Traveller letters: Singapore Changi the world's best airport? I don't think so


The world's best airport: for what or for whom? Despite your report on the world's best airport awards for 2020, there really is no such thing as a "world's best", and in my experience winner Singapore's Changi wouldn't get the title. Too big, too hard to negotiate, too awkward for people who "hub" at awkward hours, too much a shopping centre instead of being an airport. Out of that supposed top 10, the only one which I rate as memorably good is Hamad in Doha, Qatar.

Frank All (via Facebook)


We had lots of prepaid accommodation for travel in Poland, Italy and Greece in June/July 2020. The Xenia Volos Hotel in Greece claims: "Faced with the unprecedented turn of events, the Greek state, as well as other EU countries, recently passed a law that allows businesses in the travel industry to issue a voucher instead of extending an immediate refund. " I can't find any information on the legislation passed.

If we could source this information it may make it easier for those of us trying to get vouchers for future travel in Europe.

Lindy Wilson, St Huberts Island, NSW

Editor's note: There are more details in this article, but there are questions over whether the Greek law will breach EU rules.



My heart goes out to all those staff members being held on cruise ships.
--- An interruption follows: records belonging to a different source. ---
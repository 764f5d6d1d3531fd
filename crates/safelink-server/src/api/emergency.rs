use axum::extract::rejection::{JsonRejection, PathRejection, QueryRejection};
use axum::extract::{Path, Query, State};
use axum::http::StatusCode;
use axum::Json;
use chrono::{DateTime, Utc};
use serde::{Deserialize, Serialize};
use serde_json::{json, Value};

use safelink_shared::constants::MAX_ALERT_MESSAGE_LEN;
use safelink_shared::{
    Alert, AlertCategory, AlertId, AlertStatus, LocationSample, Nearby, NewAlert, Page, Paginated,
    Principal, UserId, Validator,
};

use super::{ensure_caller, required, AppState, Items, LocationBody, NearbyParams};
use crate::auth::Authenticated;
use crate::error::ServerError;
use crate::service::MAX_ACTIVE_ALERTS;

#[derive(Debug, Deserialize)]
#[serde(rename_all = "camelCase")]
pub struct TriggerRequest {
    owner_id: Option<UserId>,
    category: Option<String>,
    #[serde(flatten)]
    location: LocationBody,
    message: Option<String>,
}

#[derive(Debug, Serialize)]
#[serde(rename_all = "camelCase")]
pub struct TriggerResponse {
    alert_id: AlertId,
    status: AlertStatus,
    triggered_at: DateTime<Utc>,
}

pub async fn trigger(
    Authenticated(principal): Authenticated,
    State(state): State<AppState>,
    body: Result<Json<TriggerRequest>, JsonRejection>,
) -> Result<(StatusCode, Json<TriggerResponse>), ServerError> {
    let Json(body) = body?;
    ensure_caller(&principal, body.owner_id.as_ref(), "ownerId")?;

    let mut v = Validator::new();
    let category = match required(&mut v, "category", body.category) {
        Some(raw) => match raw.parse::<AlertCategory>() {
            Ok(category) => Some(category),
            Err(errors) => {
                v.merge(errors);
                None
            }
        },
        None => None,
    };
    let location = body.location.parse(&mut v);
    v.max_chars("message", body.message.as_deref(), MAX_ALERT_MESSAGE_LEN);

    let (Some(category), Some(location)) = (category, location) else {
        return Err(v.into_errors().into());
    };
    v.finish()?;

    let new = NewAlert {
        owner_id: principal.user_id,
        category,
        location,
        message: body.message,
    };
    let alert = state.service.trigger(new).await?;
    Ok((
        StatusCode::CREATED,
        Json(TriggerResponse {
            alert_id: alert.id,
            status: alert.status,
            triggered_at: alert.triggered_at,
        }),
    ))
}

#[derive(Debug, Deserialize)]
#[serde(rename_all = "camelCase")]
pub struct LocationRequest {
    alert_id: Option<AlertId>,
    #[serde(flatten)]
    location: LocationBody,
}

pub async fn append_location(
    Authenticated(principal): Authenticated,
    State(state): State<AppState>,
    body: Result<Json<LocationRequest>, JsonRejection>,
) -> Result<Json<Value>, ServerError> {
    let Json(body) = body?;

    let mut v = Validator::new();
    let alert_id = required(&mut v, "alertId", body.alert_id);
    let location = body.location.parse(&mut v);
    let (Some(alert_id), Some(location)) = (alert_id, location) else {
        return Err(v.into_errors().into());
    };
    v.finish()?;

    state
        .service
        .append_location(&principal, alert_id, location)
        .await?;
    Ok(Json(json!({ "ok": true })))
}

#[derive(Debug, Deserialize)]
#[serde(rename_all = "camelCase")]
pub struct TransitionRequest {
    alert_id: Option<AlertId>,
    actor_id: Option<UserId>,
}

#[derive(Debug, Serialize)]
#[serde(rename_all = "camelCase")]
pub struct TransitionResponse {
    alert_id: AlertId,
    status: AlertStatus,
    resolved_at: Option<DateTime<Utc>>,
}

async fn close(
    principal: Principal,
    state: AppState,
    body: Result<Json<TransitionRequest>, JsonRejection>,
    target: AlertStatus,
) -> Result<Json<TransitionResponse>, ServerError> {
    let Json(body) = body?;
    ensure_caller(&principal, body.actor_id.as_ref(), "actorId")?;

    let mut v = Validator::new();
    let Some(alert_id) = required(&mut v, "alertId", body.alert_id) else {
        return Err(v.into_errors().into());
    };

    let alert = state.service.transition(&principal, alert_id, target).await?;
    Ok(Json(TransitionResponse {
        alert_id: alert.id,
        status: alert.status,
        resolved_at: alert.resolved_at,
    }))
}

pub async fn resolve(
    Authenticated(principal): Authenticated,
    State(state): State<AppState>,
    body: Result<Json<TransitionRequest>, JsonRejection>,
) -> Result<Json<TransitionResponse>, ServerError> {
    close(principal, state, body, AlertStatus::Resolved).await
}

pub async fn cancel(
    Authenticated(principal): Authenticated,
    State(state): State<AppState>,
    body: Result<Json<TransitionRequest>, JsonRejection>,
) -> Result<Json<TransitionResponse>, ServerError> {
    close(principal, state, body, AlertStatus::Cancelled).await
}

pub async fn false_alarm(
    Authenticated(principal): Authenticated,
    State(state): State<AppState>,
    body: Result<Json<TransitionRequest>, JsonRejection>,
) -> Result<Json<TransitionResponse>, ServerError> {
    close(principal, state, body, AlertStatus::FalseAlarm).await
}

#[derive(Debug, Serialize)]
#[serde(rename_all = "camelCase")]
pub struct AlertDetail {
    alert: Alert,
    latest_location: Option<LocationSample>,
}

pub async fn get_alert(
    Authenticated(principal): Authenticated,
    State(state): State<AppState>,
    id: Result<Path<AlertId>, PathRejection>,
) -> Result<Json<AlertDetail>, ServerError> {
    let Path(id) = id?;
    let (alert, latest_location) = state.service.get(&principal, id).await?;
    Ok(Json(AlertDetail {
        alert,
        latest_location,
    }))
}

pub async fn locations(
    Authenticated(principal): Authenticated,
    State(state): State<AppState>,
    id: Result<Path<AlertId>, PathRejection>,
) -> Result<Json<Items<LocationSample>>, ServerError> {
    let Path(id) = id?;
    let items = state.service.locations(&principal, id).await?;
    Ok(Json(Items { items }))
}

#[derive(Debug, Deserialize)]
#[serde(rename_all = "camelCase")]
pub struct HistoryQuery {
    owner_id: Option<UserId>,
    page: Option<u32>,
    limit: Option<u32>,
}

pub async fn history(
    Authenticated(principal): Authenticated,
    State(state): State<AppState>,
    query: Result<Query<HistoryQuery>, QueryRejection>,
) -> Result<Json<Paginated<Alert>>, ServerError> {
    let Query(query) = query?;
    let page = Page::new(query.page, query.limit)?;
    let history = state
        .service
        .history(&principal, query.owner_id, page)
        .await?;
    Ok(Json(history))
}

#[derive(Debug, Deserialize)]
pub struct ActiveQuery {
    limit: Option<usize>,
}

pub async fn active(
    Authenticated(principal): Authenticated,
    State(state): State<AppState>,
    query: Result<Query<ActiveQuery>, QueryRejection>,
) -> Result<Json<Items<Alert>>, ServerError> {
    let Query(query) = query?;
    let items = state
        .service
        .list_active(&principal, query.limit.unwrap_or(MAX_ACTIVE_ALERTS))
        .await?;
    Ok(Json(Items { items }))
}

pub async fn nearby(
    Authenticated(principal): Authenticated,
    State(state): State<AppState>,
    params: Result<Query<NearbyParams>, QueryRejection>,
) -> Result<Json<Items<Nearby<Alert>>>, ServerError> {
    let Query(params) = params?;
    let query = params.query()?;
    let items = state.service.nearby_alerts(&principal, &query).await?;
    Ok(Json(Items { items }))
}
What a dreadful predicament to find yourselves in - due to no fault of your own. I will pray for you all - daily. God bless you all and give you courage & strength & keep you safe from virus.

Christine Bates (via Facebook)


In reference to Traveller's story on Hallstatt, Austria, being overrun by crowds, It's a case of countries wanting the tourist dollar regardless of the consequences. I went to Munich last year to see the much hyped Christmas markets and they were awful with thousands and thousands of tourists all hoping for the same experience shoulder to shoulder squeezing through the markets. A place is hyped and people want to go which soon makes that location like any other. A crowded, less than anticipated experience.

Barry Roughley (via Facebook)


A couple of weeks ago you published a letter regarding Premier Inns in the UK who had volunteered to refund even non-refundable room rates. I'm sad to say, my friend living in Cyprus has found the opposite with Best Western Airport Motel and Convention Centre at Tullamarine. In January he paid for a non-refundable night there, for a late-night arrival in April, but when Emirates cancelled all flights from Cyprus in mid-March his ticket to Australia became void. Notwithstanding that, Best Western refused to refund his payment "because the rate was non-refundable". They didn't even offer a voucher against a future stay. Pretty poor, Best Western.

Tanya Tintner, Halifax, Canada


I wish people would stop blaming Flight Centre for not giving refunds on pre-booked air and sea travel. The company is a ticket reseller and must pass on monies to the carrier less an agreed commission. Every cancellation means lost income. The airlines and shipping lines won't pass on cash refunds either as they have infrastructure to support and need cash to do so. Virgin in voluntary administration isn't in a position to do anything. I'd like nothing better than to receive a cash refund on my $30,000 cancelled cruise, but have accepted a credit, well knowing I may never get to use it.

Sue Bennett, Sunbury, VIC


Flight Centre is not the only travel outfit here working hard to ensure that their customers cover their company's losses. These companies have had the use of customers' money for months and may refund only amounts after deducting their own losses through suppliers' cancellation fees. In reality they lose nothing on an individual customer's transaction. It is outrageous that the recompense offered to customers is often a credit for future travel less than the original amount paid. Again, the agency holds the customer's money even longer regardless of whether the customer wishes or is able to use this future credit. Even if this reduced credit was claimed at some future time, the customer would have to pay the price difference between "full fare" and credit voucher. Again, the customer loses. It seems to me that the essence of the contract is that trip, at that time, as was agreed by both parties. To suggest that one party, the travel agent, has the right to adjust their side to be "another trip at another time" is reprehensible and probably not lawful under consumer protection legislation.

Ian Mitchell, Rowville, VIC


Unlike Brian Siddles I am still waiting, 45 days now, for the money for four of my 100 per cent refundable bookings with to be transferred to  my account. I have followed this up with the bank,, the ACCC (who said it's not their jurisdiction), Fair Trading and now the AFCA. No one seems to want to assist or even care that my money is either being held by or the bank

Rebecca Phillips, Brisbane, QLD


On February 2, 2020 I paid Air New Zealand $11,021.05 for seven tickets travelling Melbourne - Los Angeles (via Auckland) on July 25 returning August 15. According to Air New Zealand, our flight to LA is still scheduled to run, despite Australia's borders being currently closed. When I requested a refund I was told that the standard cancellation fee of $500 per ticket would apply. So the airline wants $3500 to cancel our $11,000 family holiday - or a little over 30 per cent That's a spicy meatball.